Limited Link between Oxidative Stress and Ochratoxin A—Induced Renal Injury in an Acute Toxicity Rat Model
Liye Zhu,
Tao Yu,
Xiaozhe Qi,
Jing Gao,
Kunlun Huang,
Xiaoyun He,
Haoshu Luo,
Wentao Xu
Affiliations
Liye Zhu
Beijing Advanced Innovation Center for Food Nutrition and Human Health, College of Food Science & Nutritional Engineering, China Agricultural University, No. 17 Tsinghua Donglu, Beijing 100083, China
Tao Yu
Beijing Advanced Innovation Center for Food Nutrition and Human Health, College of Food Science & Nutritional Engineering, China Agricultural University, No. 17 Tsinghua Donglu, Beijing 100083, China
Xiaozhe Qi
Beijing Advanced Innovation Center for Food Nutrition and Human Health, College of Food Science & Nutritional Engineering, China Agricultural University, No. 17 Tsinghua Donglu, Beijing 100083, China
Jing Gao
Beijing Advanced Innovation Center for Food Nutrition and Human Health, College of Food Science & Nutritional Engineering, China Agricultural University, No. 17 Tsinghua Donglu, Beijing 100083, China
Kunlun Huang
Beijing Advanced Innovation Center for Food Nutrition and Human Health, College of Food Science & Nutritional Engineering, China Agricultural University, No. 17 Tsinghua Donglu, Beijing 100083, China
Xiaoyun He
Beijing Advanced Innovation Center for Food Nutrition and Human Health, College of Food Science & Nutritional Engineering, China Agricultural University, No. 17 Tsinghua Donglu, Beijing 100083, China
Haoshu Luo
State key Laboratory of Agrobiotechnology, Department of Animal Physiology, College of Biological Sciences, China Agricultural University, Beijing 100193, China
Wentao Xu
Beijing Advanced Innovation Center for Food Nutrition and Human Health, College of Food Science & Nutritional Engineering, China Agricultural University, No. 17 Tsinghua Donglu, Beijing 100083, China
Ochratoxin A (OTA) displays nephrotoxicity and hepatotoxicity.

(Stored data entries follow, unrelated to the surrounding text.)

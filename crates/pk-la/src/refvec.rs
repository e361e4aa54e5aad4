//! `refvec`: a small distributed vector library with a C-style handle API.
//!
//! Objects live on the heap behind opaque [`RawVec`] handles and are freed
//! when their reference count drops to zero. Constructors write the new
//! handle into an out-parameter and hand the caller one reference. Every
//! call reports failure through a [`BackendError`] carrying an error code.
//!
//! Handles are `!Send`/`!Sync`: reference counts are plain cells and may only
//! be touched from the thread that created the object. Parallelism comes from
//! the process group, one handle set per rank.
//!
//! Collective calls (`vec_create`, `vec_dot`, `vec_norm`) must be made by
//! every rank of the vector's group in the same order.

use crate::handle::ForeignObject;
use pk_core::{Comm, Real};
use std::cell::{Cell, UnsafeCell};
use std::ptr::NonNull;

pub type ErrorCode = i32;

/// Nonconforming object sizes.
pub const ERR_ARG_SIZ: ErrorCode = 60;
/// Object is in the wrong state (e.g. its array is checked out).
pub const ERR_ARG_WRONGSTATE: ErrorCode = 73;
/// Arguments are incompatible (e.g. different process groups).
pub const ERR_ARG_INCOMP: ErrorCode = 75;

#[derive(thiserror::Error, Debug, Clone, PartialEq)]
#[error("refvec error {code}: {message}")]
pub struct BackendError {
    pub code: ErrorCode,
    pub message: String,
}

impl BackendError {
    fn new(code: ErrorCode, message: impl Into<String>) -> Self {
        Self {
            code,
            message: message.into(),
        }
    }
}

pub type BackendResult<T> = Result<T, BackendError>;

#[derive(Clone, Copy, Debug, PartialEq, Eq)]
enum Checkout {
    Free,
    Read(usize),
    Write,
}

struct VecObject {
    refcount: Cell<usize>,
    checkout: Cell<Checkout>,
    comm: Comm,
    global: usize,
    data: UnsafeCell<Box<[Real]>>,
}

/// Opaque handle to a `refvec` vector.
#[derive(Clone, Copy, Debug, PartialEq, Eq)]
pub struct RawVec(NonNull<VecObject>);

impl ForeignObject for RawVec {
    unsafe fn reference(self) {
        // SAFETY: forwarded from the trait contract.
        unsafe { object_reference(self) }
    }

    unsafe fn dereference(self) {
        // SAFETY: forwarded from the trait contract.
        unsafe { object_dereference(self) }
    }
}

thread_local! {
    static LIVE: Cell<usize> = const { Cell::new(0) };
}

/// Number of objects alive on the calling thread.
pub fn live_objects() -> usize {
    LIVE.with(Cell::get)
}

/// # Safety
/// `v` must be a live handle created on this thread.
unsafe fn object<'a>(v: RawVec) -> &'a VecObject {
    // SAFETY: live handles point to a boxed VecObject.
    unsafe { v.0.as_ref() }
}

fn ensure_state(obj: &VecObject, writing: bool, call: &str) -> BackendResult<()> {
    match (obj.checkout.get(), writing) {
        (Checkout::Free, _) | (Checkout::Read(_), false) => Ok(()),
        (state, _) => Err(BackendError::new(
            ERR_ARG_WRONGSTATE,
            format!("{call}: vector array is checked out ({state:?})"),
        )),
    }
}

fn ensure_compatible(a: &VecObject, b: &VecObject, call: &str) -> BackendResult<()> {
    if !a.comm.same_group(&b.comm) {
        return Err(BackendError::new(
            ERR_ARG_INCOMP,
            format!("{call}: vectors live on different process groups"),
        ));
    }
    // SAFETY: only lengths are read; no `&mut` to either array is live.
    let (la, lb) = unsafe { ((&*a.data.get()).len(), (&*b.data.get()).len()) };
    if la != lb || a.global != b.global {
        return Err(BackendError::new(
            ERR_ARG_SIZ,
            format!(
                "{call}: nonconforming sizes (local {la} vs {lb}, global {} vs {})",
                a.global, b.global
            ),
        ));
    }
    Ok(())
}

fn allocate(comm: &Comm, local: usize, global: usize) -> RawVec {
    let obj = Box::new(VecObject {
        refcount: Cell::new(1),
        checkout: Cell::new(Checkout::Free),
        comm: comm.clone(),
        global,
        data: UnsafeCell::new(vec![0.0; local].into_boxed_slice()),
    });
    LIVE.with(|l| l.set(l.get() + 1));
    RawVec(NonNull::from(Box::leak(obj)))
}

/// Create a zeroed vector distributed over `comm`. Collective: the local
/// sizes of all ranks must add up to `global`.
pub fn vec_create(
    comm: &Comm,
    local: usize,
    global: usize,
    out: &mut Option<RawVec>,
) -> BackendResult<()> {
    let total = comm.all_reduce_sum_scalar(local as Real) as usize;
    if total != global {
        return Err(BackendError::new(
            ERR_ARG_SIZ,
            format!("vec_create: sum of local sizes {total} does not match global size {global}"),
        ));
    }
    *out = Some(allocate(comm, local, global));
    Ok(())
}

/// Create a zeroed vector with the same layout as `v`.
///
/// # Safety
/// `v` must be live.
pub unsafe fn vec_duplicate(v: RawVec, out: &mut Option<RawVec>) -> BackendResult<()> {
    // SAFETY: caller contract.
    let obj = unsafe { object(v) };
    // SAFETY: only the length is read; no `&mut` to the array is live.
    let local = unsafe { (&*obj.data.get()).len() };
    *out = Some(allocate(&obj.comm, local, obj.global));
    Ok(())
}

/// # Safety
/// `v` must be live.
pub unsafe fn object_reference(v: RawVec) {
    // SAFETY: caller contract.
    let obj = unsafe { object(v) };
    obj.refcount.set(obj.refcount.get() + 1);
}

/// Give back one reference, freeing the object when none remain.
///
/// # Safety
/// `v` must be live and the caller must own the reference it gives back.
pub unsafe fn object_dereference(v: RawVec) {
    // SAFETY: caller contract.
    let obj = unsafe { object(v) };
    let count = obj.refcount.get();
    debug_assert!(count > 0, "refvec: dereference of a dead object");
    if count <= 1 {
        // SAFETY: allocated via Box::leak in `allocate`, last reference.
        drop(unsafe { Box::from_raw(v.0.as_ptr()) });
        LIVE.with(|l| l.set(l.get().saturating_sub(1)));
    } else {
        obj.refcount.set(count - 1);
    }
}

/// # Safety
/// `v` must be live.
pub unsafe fn reference_count(v: RawVec) -> usize {
    // SAFETY: caller contract.
    unsafe { object(v) }.refcount.get()
}

/// `(local, global)` sizes.
///
/// # Safety
/// `v` must be live.
pub unsafe fn vec_get_sizes(v: RawVec) -> (usize, usize) {
    // SAFETY: caller contract.
    let obj = unsafe { object(v) };
    // SAFETY: only the length is read; no `&mut` to the array is live.
    (unsafe { (&*obj.data.get()).len() }, obj.global)
}

/// `y += alpha * x`.
///
/// # Safety
/// Both handles must be live.
pub unsafe fn vec_axpy(y: RawVec, alpha: Real, x: RawVec) -> BackendResult<()> {
    // SAFETY: caller contract.
    let (yo, xo) = unsafe { (object(y), object(x)) };
    ensure_state(yo, true, "vec_axpy")?;
    ensure_state(xo, false, "vec_axpy")?;
    ensure_compatible(yo, xo, "vec_axpy")?;

    if y == x {
        // SAFETY: no array is checked out, so no other reference exists.
        let yd = unsafe { &mut *yo.data.get() };
        yd.iter_mut().for_each(|v| *v *= 1.0 + alpha);
        return Ok(());
    }

    // SAFETY: distinct objects, no checkouts.
    let (yd, xd) = unsafe { (&mut *yo.data.get(), &*xo.data.get()) };
    for (yi, xi) in yd.iter_mut().zip(xd.iter()) {
        *yi += alpha * xi;
    }
    Ok(())
}

/// `v *= alpha`.
///
/// # Safety
/// `v` must be live.
pub unsafe fn vec_scale(v: RawVec, alpha: Real) -> BackendResult<()> {
    // SAFETY: caller contract.
    let obj = unsafe { object(v) };
    ensure_state(obj, true, "vec_scale")?;
    // SAFETY: no checkout, exclusive access.
    unsafe { &mut *obj.data.get() }
        .iter_mut()
        .for_each(|x| *x *= alpha);
    Ok(())
}

/// Set every local entry to `value`.
///
/// # Safety
/// `v` must be live.
pub unsafe fn vec_set(v: RawVec, value: Real) -> BackendResult<()> {
    // SAFETY: caller contract.
    let obj = unsafe { object(v) };
    ensure_state(obj, true, "vec_set")?;
    // SAFETY: no checkout, exclusive access.
    unsafe { &mut *obj.data.get() }.fill(value);
    Ok(())
}

/// `dst = src`.
///
/// # Safety
/// Both handles must be live.
pub unsafe fn vec_copy(src: RawVec, dst: RawVec) -> BackendResult<()> {
    if src == dst {
        return Ok(());
    }
    // SAFETY: caller contract.
    let (so, do_) = unsafe { (object(src), object(dst)) };
    ensure_state(so, false, "vec_copy")?;
    ensure_state(do_, true, "vec_copy")?;
    ensure_compatible(so, do_, "vec_copy")?;
    // SAFETY: distinct objects, no checkouts.
    unsafe { (&mut *do_.data.get()).copy_from_slice(&*so.data.get()) };
    Ok(())
}

/// Global inner product. Collective.
///
/// # Safety
/// Both handles must be live.
pub unsafe fn vec_dot(x: RawVec, y: RawVec) -> BackendResult<Real> {
    // SAFETY: caller contract.
    let (xo, yo) = unsafe { (object(x), object(y)) };
    ensure_state(xo, false, "vec_dot")?;
    ensure_state(yo, false, "vec_dot")?;
    ensure_compatible(xo, yo, "vec_dot")?;
    // SAFETY: read-only access, no writers.
    let (xd, yd) = unsafe { (&*xo.data.get(), &*yo.data.get()) };
    let local: Real = xd.iter().zip(yd.iter()).map(|(a, b)| a * b).sum();
    Ok(xo.comm.all_reduce_sum_scalar(local))
}

/// Global 2-norm. Collective.
///
/// Accumulated with running rescaling so that large entries do not overflow
/// the sum of squares.
///
/// # Safety
/// `x` must be live.
pub unsafe fn vec_norm(x: RawVec) -> BackendResult<Real> {
    // SAFETY: caller contract.
    let obj = unsafe { object(x) };
    ensure_state(obj, false, "vec_norm")?;
    // SAFETY: read-only access, no writers.
    let data = unsafe { &*obj.data.get() };
    Ok(obj.comm.all_reduce_l2_norm(data))
}

/// Check out the local array for reading and writing. Must be paired with
/// [`vec_restore_array`]; no other call may use the vector meanwhile.
///
/// # Safety
/// `v` must be live.
pub unsafe fn vec_get_array(v: RawVec) -> BackendResult<NonNull<Real>> {
    // SAFETY: caller contract.
    let obj = unsafe { object(v) };
    ensure_state(obj, true, "vec_get_array")?;
    obj.checkout.set(Checkout::Write);
    // SAFETY: the boxed slice pointer is never null.
    Ok(unsafe { NonNull::new_unchecked((*obj.data.get()).as_mut_ptr()) })
}

/// # Safety
/// `v` must be live and `data` must come from [`vec_get_array`] on `v`.
pub unsafe fn vec_restore_array(v: RawVec, data: NonNull<Real>) -> BackendResult<()> {
    // SAFETY: caller contract.
    let obj = unsafe { object(v) };
    // SAFETY: pointer comparison only.
    let expected = unsafe { (*obj.data.get()).as_mut_ptr() };
    if obj.checkout.get() != Checkout::Write || expected != data.as_ptr() {
        return Err(BackendError::new(
            ERR_ARG_WRONGSTATE,
            "vec_restore_array: array was not checked out for writing",
        ));
    }
    obj.checkout.set(Checkout::Free);
    Ok(())
}

/// Check out the local array for reading. Several read checkouts may be
/// outstanding at once; writes fail until all are restored.
///
/// # Safety
/// `v` must be live.
pub unsafe fn vec_get_array_read(v: RawVec) -> BackendResult<NonNull<Real>> {
    // SAFETY: caller contract.
    let obj = unsafe { object(v) };
    let readers = match obj.checkout.get() {
        Checkout::Free => 0,
        Checkout::Read(n) => n,
        Checkout::Write => {
            return Err(BackendError::new(
                ERR_ARG_WRONGSTATE,
                "vec_get_array_read: array is checked out for writing",
            ));
        }
    };
    obj.checkout.set(Checkout::Read(readers + 1));
    // SAFETY: the boxed slice pointer is never null.
    Ok(unsafe { NonNull::new_unchecked((*obj.data.get()).as_mut_ptr()) })
}

/// # Safety
/// `v` must be live and `data` must come from [`vec_get_array_read`] on `v`.
pub unsafe fn vec_restore_array_read(v: RawVec, data: NonNull<Real>) -> BackendResult<()> {
    // SAFETY: caller contract.
    let obj = unsafe { object(v) };
    // SAFETY: pointer comparison only.
    let expected = unsafe { (*obj.data.get()).as_mut_ptr() };
    match obj.checkout.get() {
        Checkout::Read(n) if expected == data.as_ptr() => {
            obj.checkout.set(if n > 1 {
                Checkout::Read(n - 1)
            } else {
                Checkout::Free
            });
            Ok(())
        }
        _ => Err(BackendError::new(
            ERR_ARG_WRONGSTATE,
            "vec_restore_array_read: array was not checked out for reading",
        )),
    }
}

However, in the acute toxicity rat model, there is no evidence on the relationship between OTA and nephrotoxicity and hepatotoxicity. Based on this, the integrated analysis of physiological status, damage biomarkers, oxidative stress, and DNA damage were performed. After OTA treatment, the body weight decreased and AST, ALP, TP, and BUN levels in serum increased. Hydropic degeneration, swelling, vacuolization, and partial drop occurred in proximal tubule epithelial cells. PCNA and Kim-1 were dose-dependently increased in the kidney, but Cox-2 expression and proliferation were not found in the liver. In OTA-treated kidneys, the mRNA expressions of Kim-1, Cox-2, Lcn2, and Clu were dose-dependently increased. The mRNA expressions of Vim and Cox-2 were decreased in OTA-treated livers. Some oxidative stress indicators were altered in the kidneys (ROS and SOD) and livers (SOD and GSH). DNA damage and oxidative DNA damage were not found. In conclusion, there is a limited link between oxidative stress and OTA-induced renal injury in an acute toxicity rat model.